◆ AIM OF THE EXERCISE: Each line that has the string "failed" must be copied from the records below.

◆ RECORD EXTRACTS:
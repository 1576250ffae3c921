//! Signer key discovery.
//!
//! Resolution order, first success wins:
//! 1. Web Key Directory under the identity's own domain
//! 2. The maintainer-supplied `pgp_key_url`, if any
//!
//! Every miss is soft until both sources are exhausted. There are no
//! retries and nothing is cached between calls.

use std::fmt;

use serde::Serialize;

use crate::error::SealError;
use crate::fetch::KeyFetcher;
use crate::report::Trace;
use crate::wkd;

/// Raw public key bytes, as served by a key source.
pub struct KeyMaterial(Vec<u8>);

impl KeyMaterial {
    /// Wrap raw key bytes.
    pub const fn new(bytes: Vec<u8>) -> Self {
        Self(bytes)
    }

    /// The raw bytes.
    pub fn as_bytes(&self) -> &[u8] {
        &self.0
    }
}

impl fmt::Debug for KeyMaterial {
    fn fmt(&self, f: &mut fmt::Formatter<'_>) -> fmt::Result {
        write!(f, "KeyMaterial({} bytes)", self.0.len())
    }
}

/// Where a resolved key came from.
#[derive(Debug, Clone, PartialEq, Eq, Serialize)]
#[serde(tag = "method", content = "url", rename_all = "snake_case")]
pub enum KeySource {
    /// Web Key Directory lookup.
    Wkd(String),
    /// Maintainer-supplied URL.
    Fallback(String),
}

impl fmt::Display for KeySource {
    fn fmt(&self, f: &mut fmt::Formatter<'_>) -> fmt::Result {
        match self {
            Self::Wkd(url) => write!(f, "WKD ({url})"),
            Self::Fallback(url) => write!(f, "key URL ({url})"),
        }
    }
}

/// Key material together with its origin.
#[derive(Debug)]
pub struct ResolvedKey {
    /// The fetched key bytes.
    pub material: KeyMaterial,
    /// Which lookup produced them.
    pub source: KeySource,
}

/// Discovers signer keys through WKD and a fallback URL.
pub struct KeyResolver<F> {
    fetcher: F,
    use_wkd: bool,
}

impl<F: KeyFetcher> KeyResolver<F> {
    /// Create a resolver that fetches through `fetcher`.
    pub const fn new(fetcher: F) -> Self {
        Self {
            fetcher,
            use_wkd: true,
        }
    }

    /// Enable or disable the WKD step.
    #[must_use]
    pub const fn with_wkd(mut self, enabled: bool) -> Self {
        self.use_wkd = enabled;
        self
    }

    /// Resolve the public key for `identity`.
    pub fn resolve(
        &self,
        identity: &str,
        fallback_url: Option<&str>,
        trace: &mut Trace,
    ) -> Result<ResolvedKey, SealError> {
        if self.use_wkd {
            if let Some(key) = self.try_wkd(identity, trace) {
                return Ok(key);
            }
        } else {
            trace.skip("WKD lookup disabled");
        }

        if let Some(url) = fallback_url {
            if let Some(key) = self.try_fallback(url, trace) {
                return Ok(key);
            }
        } else {
            trace.skip("no pgp_key_url recorded for signer");
        }

        trace.fail(format!("could not fetch public key for {identity}"));
        Err(SealError::KeyUnavailable {
            identity: identity.to_owned(),
        })
    }

    fn try_wkd(&self, identity: &str, trace: &mut Trace) -> Option<ResolvedKey> {
        let url = match wkd::wkd_url(identity) {
            Ok(url) => url,
            Err(e) => {
                trace.warn(format!("WKD lookup not possible: {e}"));
                return None;
            }
        };

        trace.info(format!("trying WKD: {url}"));
        match self.fetcher.fetch(&url) {
            Ok(bytes) => {
                trace.pass(format!("public key fetched via WKD ({} bytes)", bytes.len()));
                Some(ResolvedKey {
                    material: KeyMaterial::new(bytes),
                    source: KeySource::Wkd(url),
                })
            }
            Err(e) => {
                trace.warn(format!("WKD lookup failed: {e}"));
                None
            }
        }
    }

    fn try_fallback(&self, url: &str, trace: &mut Trace) -> Option<ResolvedKey> {
        if !url.starts_with("https://") {
            trace.warn(format!("refusing non-HTTPS key URL: {url}"));
            return None;
        }

        trace.info(format!("fetching key from: {url}"));
        match self.fetcher.fetch(url) {
            Ok(bytes) => {
                trace.pass(format!(
                    "public key fetched from key URL ({} bytes)",
                    bytes.len()
                ));
                Some(ResolvedKey {
                    material: KeyMaterial::new(bytes),
                    source: KeySource::Fallback(url.to_owned()),
                })
            }
            Err(e) => {
                trace.warn(format!("key URL fetch failed: {e}"));
                None
            }
        }
    }
}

◆ WRITTEN SOLUTION:
                trace.warn(format!("WKD lookup failed: {e}"));
                trace.warn(format!("key URL fetch failed: {e}"));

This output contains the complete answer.